An Entity Aware - LSTM, described in Towards learning universal, regional, and local hydrological behaviors via machine learning applied to large-sample datasets

In an EA-LSTM, the dynamic features are conditioned on the static features.

In addition to the arguments to ModelBase, the EA-LSTM has the following arguments passed to the constructor:

Parameters
  • hidden_size – The number of features in the hidden state

  • dense_features – A list describing the linear layers after the LSTM layer. There will be a layer per element in the list, with output size equal to the value of the element. If None, a single linear layer is used, with an output size of 1 (the prediction).

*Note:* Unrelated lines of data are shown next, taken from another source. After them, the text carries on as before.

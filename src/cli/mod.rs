//! # CLI Module
//!
//! Command-line surface of the `specgen` binary.
//!
//! ## Commands
//!
//! ### `generate`
//!
//! ```bash
//! specgen generate --spec api/openapi.yaml --output backend
//! specgen generate --spec api/openapi.yaml --only models,sql --dry-run
//! ```
//!
//! Options not given on the command line come from `specgen.toml` next to
//! the spec (or `--config`).
//!
//! ### `bundle`
//!
//! Merge `x-include-*` fragments and inline every file reference:
//!
//! ```bash
//! specgen bundle --spec api/openapi.yaml --output openapi.bundled.yaml
//! ```
//!
//! ### `inspect`
//!
//! Print the schemas and operations the generators would see:
//!
//! ```bash
//! specgen inspect --spec api/openapi.yaml --context billing
//! ```

mod commands;


pub use commands::{
    describe_model, run_cli, Cli, Commands, GenerateArgs, LogFormatArg, DEFAULT_OUTPUT,
};
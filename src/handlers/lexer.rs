use std::iter::Peekable;
use std::str::CharIndices;

/// A Go token, as far as constructor signatures need them.
///
/// Operators are not combined: `:=` arrives as two [`Token::Punct`]s. Only
/// `...` is kept whole because it marks variadic parameters.
#[derive(Debug, Clone, PartialEq, Eq)]
pub enum Token {
    Ident(String),
    /// String, raw string, rune or number literal, verbatim
    Literal(String),
    Punct(char),
    Ellipsis,
}

impl Token {
    pub fn is_ident(&self, name: &str) -> bool {
        matches!(self, Token::Ident(s) if s == name)
    }

    pub fn is_punct(&self, c: char) -> bool {
        matches!(self, Token::Punct(p) if *p == c)
    }

    /// Source text of the token.
    pub fn text(&self) -> String {
        match self {
            Token::Ident(s) | Token::Literal(s) => s.clone(),
            Token::Punct(c) => c.to_string(),
            Token::Ellipsis => "...".to_string(),
        }
    }
}

/// Tokenizer for Go source that skips comments and whitespace.
///
/// Unterminated literals or comments end the stream instead of failing.
pub struct Lexer<'a> {
    src: &'a str,
    chars: Peekable<CharIndices<'a>>,
}

impl<'a> Lexer<'a> {
    pub fn new(src: &'a str) -> Self {
        Lexer {
            src,
            chars: src.char_indices().peekable(),
        }
    }

    fn peek_char(&mut self) -> Option<char> {
        self.chars.peek().map(|&(_, c)| c)
    }

    /// Byte offset of the next unread char.
    fn offset(&mut self) -> usize {
        self.chars.peek().map_or(self.src.len(), |&(i, _)| i)
    }

    fn skip_trivia(&mut self) {
        loop {
            match self.peek_char() {
                Some(c) if c.is_whitespace() => {
                    self.chars.next();
                }
                Some('/') => {
                    let mut ahead = self.chars.clone();
                    ahead.next();
                    match ahead.peek().map(|&(_, c)| c) {
                        Some('/') => {
                            for (_, c) in self.chars.by_ref() {
                                if c == '\n' {
                                    break;
                                }
                            }
                        }
                        Some('*') => {
                            self.chars.next();
                            self.chars.next();
                            let mut prev = '\0';
                            for (_, c) in self.chars.by_ref() {
                                if prev == '*' && c == '/' {
                                    break;
                                }
                                prev = c;
                            }
                        }
                        _ => return,
                    }
                }
                _ => return,
            }
        }
    }

    /// Consume a quoted literal; `escapes` is false for raw strings.
    fn quoted(&mut self, start: usize, quote: char, escapes: bool) -> Token {
        self.chars.next();
        let mut escaped = false;
        for (_, c) in self.chars.by_ref() {
            if escapes && escaped {
                escaped = false;
            } else if escapes && c == '\\' {
                escaped = true;
            } else if c == quote {
                break;
            }
        }
        let end = self.offset();
        Token::Literal(self.src[start..end].to_string())
    }

    fn take_while(&mut self, start: usize, pred: impl Fn(char) -> bool) -> &'a str {
        while self.peek_char().is_some_and(&pred) {
            self.chars.next();
        }
        let end = self.offset();
        &self.src[start..end]
    }
}

impl Iterator for Lexer<'_> {
    type Item = Token;

    fn next(&mut self) -> Option<Token> {
        self.skip_trivia();
        let (start, c) = *self.chars.peek()?;
        let token = match c {
            '"' => self.quoted(start, '"', true),
            '\'' => self.quoted(start, '\'', true),
            '`' => self.quoted(start, '`', false),
            c if c.is_alphabetic() || c == '_' => {
                let ident = self.take_while(start, |c| c.is_alphanumeric() || c == '_');
                Token::Ident(ident.to_string())
            }
            c if c.is_ascii_digit() => {
                let number =
                    self.take_while(start, |c| c.is_alphanumeric() || c == '.' || c == '_');
                Token::Literal(number.to_string())
            }
            '.' if self.src[start..].starts_with("...") => {
                self.chars.next();
                self.chars.next();
                self.chars.next();
                Token::Ellipsis
            }
            other => {
                self.chars.next();
                Token::Punct(other)
            }
        };
        Some(token)
    }
}

/// Tokenize a whole source file.
pub fn tokenize(src: &str) -> Vec<Token> {
    Lexer::new(src).collect()
}
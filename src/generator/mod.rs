//! # Generator Module
//!
//! Turns an [`ApiModel`] into a Go backend. Each concern is a
//! [`Generator`] scheduled by the [`Orchestrator`](crate::orchestrator::Orchestrator):
//!
//! | Name           | Tier   | Output                                            |
//! |----------------|--------|---------------------------------------------------|
//! | `go.mod`       | first  | `go.mod`                                          |
//! | `models`       | normal | `models/<schema>.gen.go`                          |
//! | `repositories` | normal | `repositories/<entity>_repository.gen.go`         |
//! | `handlers`     | normal | `handlers/<op>.gen.go`, one-time `<op>.impl.go`   |
//! | `routes`       | normal | `http/routes.gen.go`                              |
//! | `container`    | normal | `app/container.gen.go` (composition apps)         |
//! | `router`       | normal | `http/router.gen.go` (composition apps)           |
//! | `sql`          | last   | `database/schema.gen.sql`, `database/queries/*`   |
//! | `bootstrap`    | last   | `app/bootstrap.gen.go`                            |
//! | `bundle`       | final  | `api/openapi.bundled.yaml`                        |
//!
//! A composition app (one that owns no operations but composes packages)
//! only gets `go.mod`, the container, the router and the bundle.
//!
//! Go sources are rendered with Askama templates from `templates/go`, SQL
//! from `templates/sql`. Files ending in `.gen.go` are overwritten on every
//! run; `.impl.go` files belong to the user and are only created when absent.
//!
//! ## Programmatic Usage
//!
//! ```rust,ignore
//! use specgen::generator::{generate_project, GenerateOptions};
//!
//! let options = GenerateOptions::new("api/openapi.yaml", "backend");
//! let outcome = generate_project(&options, None)?;
//! println!("{} generators ran", outcome.summary.executed.len());
//! ```

mod backend;
mod bootstrap;
mod bundle;
mod composition;
mod format;
mod go_types;
mod project;
mod sql;
mod templates;

pub use backend::{
    GoModGenerator, HandlersGenerator, ModelsGenerator, RepositoriesGenerator, RoutesGenerator,
};
pub use bootstrap::BootstrapGenerator;
pub use bundle::BundleGenerator;
pub use composition::{composed_packages, ContainerGenerator, RouterGenerator};
pub use format::format_project;
pub use go_types::*;
pub use project::*;
pub use sql::{queries, sql_type, table_name, table_view, SqlGenerator};
pub use templates::*;

use crate::handlers::HandlerResolver;
use crate::orchestrator::{Generator, GeneratorContext};
use crate::spec::ApiModel;
use anyhow::Context;
use std::path::Path;

pub const GEN_GO_MOD: &str = "go.mod";
pub const GEN_MODELS: &str = "models";
pub const GEN_REPOSITORIES: &str = "repositories";
pub const GEN_HANDLERS: &str = "handlers";
pub const GEN_ROUTES: &str = "routes";
pub const GEN_CONTAINER: &str = "container";
pub const GEN_ROUTER: &str = "router";
pub const GEN_SQL: &str = "sql";
pub const GEN_BOOTSTRAP: &str = "bootstrap";
pub const GEN_BUNDLE: &str = "bundle";

pub const DEFAULT_GO_VERSION: &str = "1.22";

/// Settings shared by every generator of a run.
#[derive(Debug, Clone, PartialEq, Eq)]
pub struct GenerationSettings {
    /// Go module path; empty means "use the project name"
    pub module: String,
    pub go_version: String,
    /// `path version` lines for the `require` block of `go.mod`
    pub requires: Vec<String>,
}

impl Default for GenerationSettings {
    fn default() -> Self {
        GenerationSettings {
            module: String::new(),
            go_version: DEFAULT_GO_VERSION.to_string(),
            requires: vec![format!("{UUID_IMPORT} v1.6.0")],
        }
    }
}

impl GenerationSettings {
    /// Module path of the generated code.
    pub fn module_path(&self, model: &ApiModel) -> String {
        if self.module.is_empty() {
            model.project_name.clone()
        } else {
            self.module.trim_end_matches('/').to_string()
        }
    }
}

/// Write `contents` to `path` (relative to the storage base).
pub(crate) fn write_output(
    ctx: &GeneratorContext<'_>,
    path: &str,
    contents: &str,
) -> anyhow::Result<()> {
    ctx.storage
        .write_file(Path::new(path), contents.as_bytes())
        .with_context(|| format!("failed to write {path}"))
}

/// The standard generator set for `model`.
pub fn default_generators(
    model: &ApiModel,
    resolver: HandlerResolver,
) -> Vec<Box<dyn Generator>> {
    if model.is_composition_app() {
        return vec![
            Box::new(GoModGenerator),
            Box::new(ContainerGenerator),
            Box::new(RouterGenerator),
            Box::new(BundleGenerator),
        ];
    }
    vec![
        Box::new(GoModGenerator),
        Box::new(ModelsGenerator),
        Box::new(RepositoriesGenerator),
        Box::new(HandlersGenerator),
        Box::new(RoutesGenerator),
        Box::new(SqlGenerator),
        Box::new(BootstrapGenerator::new(resolver)),
        Box::new(BundleGenerator),
    ]
}
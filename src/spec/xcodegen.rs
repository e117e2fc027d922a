//! Typed decoding of the `x-codegen` schema extension.
//!
//! The extension arrives as an untyped map. It is decoded into raw serde structs
//! first and then validated field by field into [`XCodegen`], so a malformed
//! extension yields one [`ValidationIssue`] per offending field instead of a
//! silently defaulted config.
//!
//! ```yaml
//! x-codegen:
//!   type: entity
//!   repository:
//!     operations: [create, read, update, delete, list]
//!     additionalMethods:
//!       - name: GetByEmail
//!         params: [email]
//!         returns: single
//!   database:
//!     table: users
//!     indices:
//!       - fields: [email]
//!         unique: true
//! ```

use super::error::ValidationIssue;
use serde::Deserialize;
use serde_json::Value;
use std::fmt;
use tracing::warn;

/// Generation role of a named schema.
#[derive(Debug, Clone, Copy, PartialEq, Eq, Default)]
pub enum SchemaKind {
    /// Identity-bearing aggregate root, eligible for repositories and tables
    Entity,
    /// Plain data carrier
    #[default]
    ValueObject,
}

impl fmt::Display for SchemaKind {
    fn fmt(&self, f: &mut fmt::Formatter<'_>) -> fmt::Result {
        match self {
            SchemaKind::Entity => write!(f, "entity"),
            SchemaKind::ValueObject => write!(f, "valueobject"),
        }
    }
}

#[derive(Debug, Clone, Copy, PartialEq, Eq, PartialOrd, Ord, Hash)]
pub enum RepositoryOperation {
    Create,
    Read,
    Update,
    Delete,
    List,
}

impl RepositoryOperation {
    pub const ALL: [RepositoryOperation; 5] = [
        RepositoryOperation::Create,
        RepositoryOperation::Read,
        RepositoryOperation::Update,
        RepositoryOperation::Delete,
        RepositoryOperation::List,
    ];

    pub fn parse(s: &str) -> Option<Self> {
        match s.trim().to_ascii_lowercase().as_str() {
            "create" => Some(RepositoryOperation::Create),
            "read" => Some(RepositoryOperation::Read),
            "update" => Some(RepositoryOperation::Update),
            "delete" => Some(RepositoryOperation::Delete),
            "list" => Some(RepositoryOperation::List),
            _ => None,
        }
    }

    pub fn as_str(&self) -> &'static str {
        match self {
            RepositoryOperation::Create => "create",
            RepositoryOperation::Read => "read",
            RepositoryOperation::Update => "update",
            RepositoryOperation::Delete => "delete",
            RepositoryOperation::List => "list",
        }
    }
}

/// Result shape of a custom repository method.
#[derive(Debug, Clone, Copy, PartialEq, Eq)]
pub enum Cardinality {
    Single,
    Multiple,
    Void,
    Exists,
    Count,
}

impl Cardinality {
    pub const ALLOWED: &'static str = "single, multiple, void, exists, count";

    pub fn parse(s: &str) -> Option<Self> {
        match s {
            "single" => Some(Cardinality::Single),
            "multiple" => Some(Cardinality::Multiple),
            "void" => Some(Cardinality::Void),
            "exists" => Some(Cardinality::Exists),
            "count" => Some(Cardinality::Count),
            _ => None,
        }
    }

    pub fn as_str(&self) -> &'static str {
        match self {
            Cardinality::Single => "single",
            Cardinality::Multiple => "multiple",
            Cardinality::Void => "void",
            Cardinality::Exists => "exists",
            Cardinality::Count => "count",
        }
    }
}

#[derive(Debug, Clone, PartialEq, Eq)]
pub struct MethodParam {
    pub name: String,
    /// Declared type, when the param was given as `{name, type}`
    pub type_name: Option<String>,
}

#[derive(Debug, Clone, PartialEq, Eq)]
pub struct AdditionalMethod {
    pub name: String,
    pub params: Vec<MethodParam>,
    pub returns: Cardinality,
    pub query: Option<String>,
}

#[derive(Debug, Clone, PartialEq, Eq, Deserialize)]
#[serde(rename_all = "camelCase")]
pub struct RelationConfig {
    pub field: String,
    pub references: String,
    #[serde(default, alias = "on_delete")]
    pub on_delete: Option<String>,
    #[serde(default, alias = "on_update")]
    pub on_update: Option<String>,
}

#[derive(Debug, Clone, PartialEq, Eq, Deserialize)]
pub struct IndexConfig {
    #[serde(default)]
    pub name: Option<String>,
    pub fields: Vec<String>,
    #[serde(default)]
    pub unique: bool,
    #[serde(default, rename = "where")]
    pub where_clause: Option<String>,
}

#[derive(Debug, Clone, PartialEq, Eq, Deserialize)]
pub struct QueryConfig {
    pub name: String,
    /// sqlc command kind, e.g. `one`, `many`, `exec`
    #[serde(rename = "type")]
    pub kind: String,
    pub sql: String,
    #[serde(default)]
    pub description: Option<String>,
}

#[derive(Debug, Clone, Default, PartialEq, Eq, Deserialize)]
pub struct DatabaseConfig {
    #[serde(default)]
    pub table: Option<String>,
    #[serde(default)]
    pub relations: Vec<RelationConfig>,
    #[serde(default)]
    pub indices: Vec<IndexConfig>,
    #[serde(default)]
    pub queries: Vec<QueryConfig>,
}

#[derive(Debug, Clone, PartialEq, Eq)]
pub struct RepositoryConfig {
    pub operations: Vec<RepositoryOperation>,
    pub indices: Vec<String>,
    pub additional_methods: Vec<AdditionalMethod>,
    pub relations: Vec<RelationConfig>,
}

impl RepositoryConfig {
    pub fn supports(&self, op: RepositoryOperation) -> bool {
        self.operations.contains(&op)
    }
}

/// Validated `x-codegen` extension.
#[derive(Debug, Clone, PartialEq, Eq)]
pub struct XCodegen {
    pub kind: SchemaKind,
    pub repository: Option<RepositoryConfig>,
    pub database: Option<DatabaseConfig>,
}

#[derive(Deserialize)]
#[serde(rename_all = "camelCase")]
struct RawXCodegen {
    #[serde(default, rename = "type")]
    kind: Option<String>,
    #[serde(default)]
    repository: Option<RawRepository>,
    #[serde(default)]
    database: Option<DatabaseConfig>,
}

#[derive(Deserialize)]
#[serde(rename_all = "camelCase")]
struct RawRepository {
    #[serde(default)]
    operations: Option<Vec<String>>,
    #[serde(default)]
    indices: Vec<String>,
    #[serde(default, alias = "additional_methods")]
    additional_methods: Vec<RawMethod>,
    #[serde(default)]
    relations: Vec<RelationConfig>,
}

#[derive(Deserialize)]
struct RawMethod {
    name: String,
    #[serde(default)]
    params: Vec<RawParam>,
    returns: String,
    #[serde(default)]
    query: Option<String>,
}

#[derive(Deserialize)]
#[serde(untagged)]
enum RawParam {
    Name(String),
    Typed {
        name: String,
        #[serde(default, rename = "type")]
        type_name: Option<String>,
    },
}

impl From<RawParam> for MethodParam {
    fn from(raw: RawParam) -> Self {
        match raw {
            RawParam::Name(name) => MethodParam {
                name,
                type_name: None,
            },
            RawParam::Typed { name, type_name } => MethodParam { name, type_name },
        }
    }
}

/// Decode and validate the `x-codegen` extension of schema `schema_name`.
///
/// # Errors
///
/// Returns every offending field as a [`ValidationIssue`] located at
/// `schema:{schema_name}`. Unknown repository operations are only warned about.
pub fn decode_xcodegen(
    schema_name: &str,
    value: &Value,
) -> Result<XCodegen, Vec<ValidationIssue>> {
    let location = format!("schema:{schema_name}");
    let raw: RawXCodegen = serde_json::from_value(value.clone()).map_err(|e| {
        vec![ValidationIssue::new(
            &location,
            "x_codegen_decode",
            format!("malformed x-codegen extension: {e}"),
        )]
    })?;

    let mut issues = Vec::new();

    let kind = match raw.kind.as_deref().map(str::to_ascii_lowercase).as_deref() {
        Some("entity") => SchemaKind::Entity,
        Some("valueobject") => SchemaKind::ValueObject,
        Some(other) => {
            issues.push(ValidationIssue::new(
                &location,
                "x_codegen_type",
                format!("invalid x-codegen.type '{other}', expected entity or valueobject"),
            ));
            SchemaKind::default()
        }
        None => {
            issues.push(ValidationIssue::new(
                &location,
                "x_codegen_type",
                "x-codegen.type is required",
            ));
            SchemaKind::default()
        }
    };

    let repository = raw
        .repository
        .map(|repo| decode_repository(schema_name, &location, repo, &mut issues));

    if let Some(database) = &raw.database {
        for relation in &database.relations {
            if relation.field.trim().is_empty() || relation.references.trim().is_empty() {
                issues.push(ValidationIssue::new(
                    &location,
                    "x_codegen_relation",
                    "database relation needs both field and references",
                ));
            }
        }
        for index in &database.indices {
            if index.fields.is_empty() {
                issues.push(ValidationIssue::new(
                    &location,
                    "x_codegen_index",
                    "database index declares no fields",
                ));
            }
        }
        for query in &database.queries {
            if query.sql.trim().is_empty() {
                issues.push(ValidationIssue::new(
                    &location,
                    "x_codegen_query",
                    format!("database query '{}' has empty sql", query.name),
                ));
            }
        }
    }

    if !issues.is_empty() {
        return Err(issues);
    }
    Ok(XCodegen {
        kind,
        repository,
        database: raw.database,
    })
}

fn decode_repository(
    schema_name: &str,
    location: &str,
    raw: RawRepository,
    issues: &mut Vec<ValidationIssue>,
) -> RepositoryConfig {
    let operations = match raw.operations {
        None => RepositoryOperation::ALL.to_vec(),
        Some(names) => {
            let mut ops = Vec::new();
            for name in names {
                match RepositoryOperation::parse(&name) {
                    Some(op) if !ops.contains(&op) => ops.push(op),
                    Some(_) => {}
                    None => warn!(
                        schema = schema_name,
                        operation = %name,
                        "unknown repository operation ignored"
                    ),
                }
            }
            ops
        }
    };

    let mut additional_methods = Vec::new();
    for method in raw.additional_methods {
        if method.name.trim().is_empty() {
            issues.push(ValidationIssue::new(
                location,
                "x_codegen_method",
                "additional method has an empty name",
            ));
            continue;
        }
        match Cardinality::parse(&method.returns) {
            Some(returns) => additional_methods.push(AdditionalMethod {
                name: method.name,
                params: method.params.into_iter().map(MethodParam::from).collect(),
                returns,
                query: method.query,
            }),
            None => issues.push(ValidationIssue::new(
                location,
                "x_codegen_returns",
                format!(
                    "additional method '{}' has invalid returns '{}', expected one of {}",
                    method.name,
                    method.returns,
                    Cardinality::ALLOWED
                ),
            )),
        }
    }

    RepositoryConfig {
        operations,
        indices: raw.indices,
        additional_methods,
        relations: raw.relations,
    }
}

  • rnn_dropout – Dropout to use between timesteps. Note that this is different from PyTorch’s default LSTM layer, which adds dropout between layers, not timesteps.

Linear Network

class src.models.neural_networks.linear_network.LinearNetwork(layer_sizes: Union[int, List[int]], dropout: float = 0.25, data_folder: pathlib.Path = PosixPath('data'), batch_size: int = 1, experiment: str = 'one_month_forecast', pred_months: Optional[List[int]] = None, include_pred_month: bool = True, include_latlons: bool = False, include_monthly_aggs: bool = True, include_yearly_aggs: bool = True, surrounding_pixels: Optional[int] = None, ignore_vars: Optional[List[str]] = None, static: Optional[str] = 'features', device: str = 'cuda:0', predict_delta: bool = False, spatial_mask: Union[xarray.core.dataarray.DataArray, pathlib.Path] = None, include_prev_y: bool = True, normalize_y: bool = True)

A linear neural network.

In addition to ModelBase, the linear network has the following arguments passed to the constructor:

Parameters
  • layer_sizes – A list describing the linear layers after the LSTM layer. There will be a layer per element in the list, with output size equal to the value of the element. If an int is passed, the model will only have one hidden layer.

  • dropout – The dropout value to use between layers.